• TASK GOAL
Would you write out all of the records that follow, exactly as they stand?

══════════════════════════════

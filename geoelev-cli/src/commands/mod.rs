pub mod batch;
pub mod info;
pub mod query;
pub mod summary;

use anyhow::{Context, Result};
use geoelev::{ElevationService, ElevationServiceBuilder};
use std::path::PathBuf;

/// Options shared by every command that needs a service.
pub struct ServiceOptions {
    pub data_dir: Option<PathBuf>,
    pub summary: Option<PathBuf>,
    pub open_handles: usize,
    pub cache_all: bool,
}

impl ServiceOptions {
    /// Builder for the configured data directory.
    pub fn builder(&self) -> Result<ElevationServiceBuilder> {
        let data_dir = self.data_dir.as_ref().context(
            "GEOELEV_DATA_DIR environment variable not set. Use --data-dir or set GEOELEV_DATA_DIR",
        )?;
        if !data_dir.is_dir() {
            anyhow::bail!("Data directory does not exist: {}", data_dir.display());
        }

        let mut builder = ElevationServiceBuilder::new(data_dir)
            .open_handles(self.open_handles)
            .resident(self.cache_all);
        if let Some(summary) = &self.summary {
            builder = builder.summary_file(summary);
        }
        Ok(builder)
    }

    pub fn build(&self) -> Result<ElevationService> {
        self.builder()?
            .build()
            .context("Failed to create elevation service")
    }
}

══════════════════════════════

• SOLUTION FOR THIS TASK
filename geoelev-cli/src/commands/mod.rs
pub mod batch;
pub mod info;
pub mod query;
pub mod summary;

use anyhow::{Context, Result};
use geoelev::{ElevationService, ElevationServiceBuilder};
use std::path::PathBuf;

/// Options shared by every command that needs a service.
pub struct ServiceOptions {
    pub data_dir: Option<PathBuf>,
    pub summary: Option<PathBuf>,
    pub open_handles: usize,
    pub cache_all: bool,
}

impl ServiceOptions {
    /// Builder for the configured data directory.
    pub fn builder(&self) -> Result<ElevationServiceBuilder> {
        let data_dir = self.data_dir.as_ref().context(
            "GEOELEV_DATA_DIR environment variable not set. Use --data-dir or set GEOELEV_DATA_DIR",
        )?;
        if !data_dir.is_dir() {
            anyhow::bail!("Data directory does not exist: {}", data_dir.display());
        }

        let mut builder = ElevationServiceBuilder::new(data_dir)
            .open_handles(self.open_handles)
            .resident(self.cache_all);
        if let Some(summary) = &self.summary {
            builder = builder.summary_file(summary);
        }
        Ok(builder)
    }

    pub fn build(&self) -> Result<ElevationService> {
        self.builder()?
            .build()
            .context("Failed to create elevation service")
    }
}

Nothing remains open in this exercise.